Not many people’s retirement is marked by a week of TV stories leading up to a live broadcast of a black-tie gala celebrating their life and career! But that’s exactly how WIS, South Carolina’s most dominant television station, honored news anchor Susan Audé when she decided to hang up her microphone.
For virtually all of her 27-year anchor career at WIS, Susan was the most popular and respected television personality in South Carolina television, a fact confirmed by industry research, pegging her in the top one percent of news anchors nationwide.
Susan’s achievements are all the more remarkable because of the fact that she was paralyzed in 1974 during her junior year at Erskine College when a truck struck the car in which she was a passenger. Susan struggled for months with grave internal injuries, and at one point, actually died. But after a year of hospitalization and rehabilitation, she returned to Erskine College and completed a double major in English and Spanish. She then went on to earn a Master’s Degree in Mass Communication from the University of South Carolina College of Journalism in 1978.

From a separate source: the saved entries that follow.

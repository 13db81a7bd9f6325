#![allow(async_fn_in_trait)]

use chrono::NaiveDate;
use uuid::Uuid;

use nhadat_domain::pagination::{Page, PageRequest};

use crate::domain::types::{Counter, Listing, ListingFilter};
use crate::error::ListingsServiceError;

pub trait ListingRepository: Send + Sync {
    async fn find_by_id(&self, id: Uuid) -> Result<Option<Listing>, ListingsServiceError>;

    async fn find_by_code(&self, code: &str) -> Result<Option<Listing>, ListingsServiceError>;

    async fn find_by_slug(&self, slug: &str) -> Result<Option<Listing>, ListingsServiceError>;

    async fn slug_exists(&self, slug: &str) -> Result<bool, ListingsServiceError>;

    /// Atomically take the next code sequence number (starting at 1) for
    /// `admin_unit_code` on `day`.
    async fn next_code_sequence(
        &self,
        admin_unit_code: &str,
        day: NaiveDate,
    ) -> Result<u32, ListingsServiceError>;

    async fn create(&self, listing: &Listing) -> Result<(), ListingsServiceError>;

    /// Overwrite every mutable column of an existing listing.
    async fn save(&self, listing: &Listing) -> Result<(), ListingsServiceError>;

    async fn delete(&self, id: Uuid) -> Result<(), ListingsServiceError>;

    /// Add one to `counter`. Returns `false` when no listing has this id.
    async fn increment(&self, id: Uuid, counter: Counter) -> Result<bool, ListingsServiceError>;

    async fn search(
        &self,
        filter: &ListingFilter,
        page: PageRequest,
    ) -> Result<Page<Listing>, ListingsServiceError>;

    /// All listings of `user_id`, newest first.
    async fn list_by_owner(&self, user_id: Uuid) -> Result<Vec<Listing>, ListingsServiceError>;
}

Within a week of graduation, Susan was hired by WIS and began her remarkable career. She started with weekend weather and reporting assignments, but the station quickly recognized her ability and appeal and she found herself the first permanent female anchor in the market. In addition to being beloved and admired by viewers, Susan was respected for her high journalistic standards, with the longtime news director referring to her as “the conscience of the newsroom."
Susan received dozens of awards for her work both as an anchor and reporter, including two regional Emmys for newscasts she anchored and the South Carolina Broadcasters Association’s prestigious Master’s Award. She was named to the University of South Carolina College of Journalism’s “Diamond Circle”, which includes some of the nation’s top journalists. Upon her retirement, WIS renamed its studio in her honor.
Susan is equally respected for her service to the community and is a much-requested inspirational speaker and a trail-blazing role model for women and persons with disabilities. She was recognized with an honorary Doctor of Humanities degree from Columbia College. Upon her retirement the governor bestowed upon her the state's highest honor, the Order of the Palmetto, and the South Carolina State Senate passed a resolution in her honor. Still, one of Susan’s proudest moments was bearing the Olympic torch as it passed through Columbia in 1996.
Susan’s life and accomplishments have been the subject of stories in Good Housekeeping and Ms magazines, as well as on CNN, Lifetime and Sally Jesse Raphael. As a journalist, she covered Hurricane Hugo, seven presidential elections, the visit to Columbia of Pope John Paul the Second and many other major stories. She scored exclusive interviews for WIS with such figures as First Lady Laura Bush and legendary journalist Walter Cronkite.
Since retiring from WIS in March 2006, Susan has focused on travel and creative writing. She also earned her scuba diver certification and takes ballroom dancing classes.
Born into a military family in Fort Lee, Virginia, Susan is the mother of a grown daughter and lives in Columbia, South Carolina.